求助
训练完成后无法训练特征索引
只有这个显示
控制台报'AsyncRequest' object has no attribute '_json_response_data',疑似卡住了,可我的数据集也就10多分钟的语音,大小为5.86 MB ,117个文件
点击训练特征索引,任务管理器查看cpu使用率一度飙升到50%左右,过一会降到了10%左右,之后磁盘使用率大部分时间是0,少部分时间跳到1%有马上跳到0
各位大佬知道怎么解决吗?
点训练特征索引后还生成了trained_IVF822_Flat_nprobe_1_test_v2.index,就是没有add开头的索引文件
hi! did you solve this?
No, I can only generate the required index files by halving the dataset. Maybe my 4060 graphics card has too little video memory? Only 8G. Or is it another hardware issue? 13th Gen Intel(R) Core(TM) i7-13650HX (2.60 GHz) 16GB of RAM
How did you discover this and why do you think halving the dataset works? I have a dataset of around ~45 mins. I somehow got an added_ prefixed .index file but I have no idea how I got it, I am not able to reproduce it and only get the trained_*.index file. I am on 8 L4s setup, 24gb vram each, so memory is definitely not an issue. 400gb ram, 96 cpus.
I am not sure how to get added_*.index file and can't really get any guide on it? let me know if you figure it out! @zeng-hao123
I am just a novice myself, and I just want to try this project out of personal interest, so I don’t quite understand the principles involved. I only use certain features of this project. As for how I knew to halve the file, I asked the AI, and they told me that my dataset was in compressed formats like OGG and MP3, which would become very large after running, far exceeding the memory of my graphics card. So, they told me to halve the file, and ultimately, I successfully obtained the file. As long as you click on the training feature index, the ultimate goal of this process is to obtain the added_.index file. The training_.index file is just a product of this process. Once completed, it can only be used for sharing or retraining. That's my understanding.
sorry if i missed it, but how large was your dataset? and you're right, the ultimate goal is to get the add_*.index file.

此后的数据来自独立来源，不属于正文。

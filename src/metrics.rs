//! Serving metrics and periodic summaries for the prediction service.

use crate::types::{GradeClass, PredictionResult, Target};
use std::collections::HashMap;
use std::sync::atomic::{AtomicU64, Ordering};
use std::sync::{Arc, RwLock};
use std::time::{Duration, Instant};
use tracing::info;

/// Metrics collector for request handling
pub struct ServingMetrics {
    /// Successful GPA predictions
    pub gpa_predictions: AtomicU64,
    /// Successful grade class predictions
    pub grade_class_predictions: AtomicU64,
    /// Client-caused rejections
    pub rejections: AtomicU64,
    /// Per-request model failures
    pub internal_errors: AtomicU64,
    /// Rejections by reason code
    rejections_by_code: RwLock<HashMap<String, u64>>,
    /// Handling times (in microseconds)
    processing_times: RwLock<Vec<u64>>,
    /// Predicted grade classes by code
    grade_classes: RwLock<[u64; 5]>,
    /// Running sum of predicted GPA values
    gpa_sum: RwLock<f64>,
    /// Start time for rate calculation
    start_time: Instant,
}

impl ServingMetrics {
    pub fn new() -> Self {
        Self {
            gpa_predictions: AtomicU64::new(0),
            grade_class_predictions: AtomicU64::new(0),
            rejections: AtomicU64::new(0),
            internal_errors: AtomicU64::new(0),
            rejections_by_code: RwLock::new(HashMap::new()),
            processing_times: RwLock::new(Vec::with_capacity(1000)),
            grade_classes: RwLock::new([0; 5]),
            gpa_sum: RwLock::new(0.0),
            start_time: Instant::now(),
        }
    }

    /// Record a successful prediction
    pub fn record_prediction(&self, processing_time: Duration, result: &PredictionResult) {
        self.record_time(processing_time);

        match result {
            PredictionResult::Gpa(gpa) => {
                self.gpa_predictions.fetch_add(1, Ordering::Relaxed);
                if let Ok(mut sum) = self.gpa_sum.write() {
                    *sum += gpa;
                }
            }
            PredictionResult::GradeClass(class) => {
                self.grade_class_predictions.fetch_add(1, Ordering::Relaxed);
                if let Ok(mut classes) = self.grade_classes.write() {
                    classes[class.code() as usize] += 1;
                }
            }
        }
    }

    /// Record a rejected request
    pub fn record_rejection(&self, processing_time: Duration, code: &str) {
        self.record_time(processing_time);
        self.rejections.fetch_add(1, Ordering::Relaxed);

        if let Ok(mut by_code) = self.rejections_by_code.write() {
            *by_code.entry(code.to_string()).or_insert(0) += 1;
        }
    }

    /// Record a request that failed inside the service
    pub fn record_internal_error(&self, processing_time: Duration) {
        self.record_time(processing_time);
        self.internal_errors.fetch_add(1, Ordering::Relaxed);
    }

    fn record_time(&self, processing_time: Duration) {
        if let Ok(mut times) = self.processing_times.write() {
            times.push(processing_time.as_micros() as u64);
            // Keep only last 10000 for memory efficiency
            if times.len() > 10000 {
                times.drain(0..5000);
            }
        }
    }

    /// Total requests seen, successful or not
    pub fn total_requests(&self) -> u64 {
        self.gpa_predictions.load(Ordering::Relaxed)
            + self.grade_class_predictions.load(Ordering::Relaxed)
            + self.rejections.load(Ordering::Relaxed)
            + self.internal_errors.load(Ordering::Relaxed)
    }

    pub fn predictions_for(&self, target: Target) -> u64 {
        match target {
            Target::Gpa => self.gpa_predictions.load(Ordering::Relaxed),
            Target::GradeClass => self.grade_class_predictions.load(Ordering::Relaxed),
        }
    }

    /// Get processing time statistics
    pub fn get_processing_stats(&self) -> ProcessingStats {
        let times = match self.processing_times.read() {
            Ok(times) => times,
            Err(_) => return ProcessingStats::default(),
        };
        if times.is_empty() {
            return ProcessingStats::default();
        }

        let mut sorted: Vec<u64> = times.clone();
        sorted.sort_unstable();

        let sum: u64 = sorted.iter().sum();
        let count = sorted.len();

        ProcessingStats {
            count: count as u64,
            mean_us: sum / count as u64,
            p50_us: sorted[count / 2],
            p95_us: sorted[(count as f64 * 0.95) as usize],
            p99_us: sorted[(count as f64 * 0.99) as usize],
            max_us: sorted[count - 1],
        }
    }

    /// Mean of all predicted GPA values
    pub fn mean_gpa(&self) -> Option<f64> {
        let count = self.gpa_predictions.load(Ordering::Relaxed);
        if count == 0 {
            return None;
        }
        self.gpa_sum.read().ok().map(|sum| *sum / count as f64)
    }

    pub fn get_grade_class_distribution(&self) -> [u64; 5] {
        self.grade_classes.read().map(|c| *c).unwrap_or_default()
    }

    pub fn get_rejections_by_code(&self) -> HashMap<String, u64> {
        self.rejections_by_code
            .read()
            .map(|m| m.clone())
            .unwrap_or_default()
    }

    /// Get current throughput (requests per second)
    pub fn get_throughput(&self) -> f64 {
        let elapsed = self.start_time.elapsed().as_secs_f64();
        if elapsed > 0.0 {
            self.total_requests() as f64 / elapsed
        } else {
            0.0
        }
    }

    /// Log summary statistics
    pub fn print_summary(&self) {
        let total = self.total_requests();
        let rejections = self.rejections.load(Ordering::Relaxed);
        let internal = self.internal_errors.load(Ordering::Relaxed);
        let rejection_rate = if total > 0 {
            (rejections as f64 / total as f64) * 100.0
        } else {
            0.0
        };
        let processing = self.get_processing_stats();

        info!("=== Prediction service summary ===");
        info!(
            "Requests: {:>8}  |  Throughput: {:>6.1} req/s",
            total,
            self.get_throughput()
        );
        info!(
            "GPA: {:>8}  |  Grade class: {:>8}",
            self.predictions_for(Target::Gpa),
            self.predictions_for(Target::GradeClass)
        );
        info!(
            "Rejected: {:>8} ({:>5.1}%)  |  Internal errors: {:>6}",
            rejections, rejection_rate, internal
        );
        info!(
            "Latency (us): mean={} p50={} p95={} p99={} max={}",
            processing.mean_us, processing.p50_us, processing.p95_us, processing.p99_us, processing.max_us
        );
        if let Some(mean) = self.mean_gpa() {
            info!("Mean predicted GPA: {:.3}", mean);
        }

        let classes = self.get_grade_class_distribution();
        let class_total: u64 = classes.iter().sum();
        if class_total > 0 {
            for (class, count) in GradeClass::ALL.iter().zip(classes) {
                let pct = (count as f64 / class_total as f64) * 100.0;
                info!("  grade {}: {:>6} ({:>5.1}%)", class, count, pct);
            }
        }

        for (code, count) in &self.get_rejections_by_code() {
            info!("  rejected {:<22}: {:>6}", code, count);
        }
    }
}

impl Default for ServingMetrics {
    fn default() -> Self {
        Self::new()
    }
}

/// Processing time statistics
#[derive(Debug, Default)]
pub struct ProcessingStats {
    pub count: u64,
    pub mean_us: u64,
    pub p50_us: u64,
    pub p95_us: u64,
    pub p99_us: u64,
    pub max_us: u64,
}

/// Real-time metrics reporter that logs periodic summaries
pub struct MetricsReporter {
    metrics: Arc<ServingMetrics>,
    interval_secs: u64,
}

impl MetricsReporter {
    pub fn new(metrics: Arc<ServingMetrics>, interval_secs: u64) -> Self {
        Self {
            metrics,
            interval_secs,
        }
    }

    /// Start the periodic reporting task
    pub async fn start(self) {
        let mut interval = tokio::time::interval(Duration::from_secs(self.interval_secs.max(1)));
        // The first tick completes immediately
        interval.tick().await;
        loop {
            interval.tick().await;
            self.metrics.print_summary();
        }
    }
}

#[cfg(test)]
mod tests {
    use super::*;

    #[test]
    fn test_metrics_recording() {
        let metrics = ServingMetrics::new();

        metrics.record_prediction(Duration::from_micros(100), &PredictionResult::Gpa(3.0));
        metrics.record_prediction(Duration::from_micros(300), &PredictionResult::Gpa(2.0));
        metrics.record_prediction(
            Duration::from_micros(200),
            &PredictionResult::GradeClass(GradeClass::D),
        );
        metrics.record_rejection(Duration::from_micros(50), "missing_field");
        metrics.record_rejection(Duration::from_micros(50), "missing_field");
        metrics.record_internal_error(Duration::from_micros(80));

        assert_eq!(metrics.total_requests(), 6);
        assert_eq!(metrics.predictions_for(Target::Gpa), 2);
        assert_eq!(metrics.mean_gpa(), Some(2.5));
        assert_eq!(metrics.get_grade_class_distribution(), [0, 0, 0, 1, 0]);
        assert_eq!(metrics.get_rejections_by_code()["missing_field"], 2);

        let stats = metrics.get_processing_stats();
        assert_eq!(stats.count, 6);
        assert_eq!(stats.max_us, 300);
    }

    #[test]
    fn test_empty_metrics() {
        let metrics = ServingMetrics::new();
        assert_eq!(metrics.mean_gpa(), None);
        assert_eq!(metrics.get_processing_stats().count, 0);
    }
}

I initially used a 5.86MB dataset (mostly Ogg, with some MP3, and a duration of 11 minutes and 57 seconds). I later changed it to a 3.13MB dataset (mostly Ogg, with some MP3, and a duration of 6 minutes and 15 seconds) and achieved results. Adding more datasets did not yield results. I ran this project on a gaming laptop with 16GB of RAM and a 4060 GPU with 8GB of VRAM.
you were right! reducing the dataset by a huge amount does the job. i saw this in the FAQs, confirming the solution:
"The lack of an 'added' index file after One-click training may be due to the training set being too large, causing the addition of the index to get stuck"
the solution is still pretty weird and does not exactly make sense to me currently as to why it works.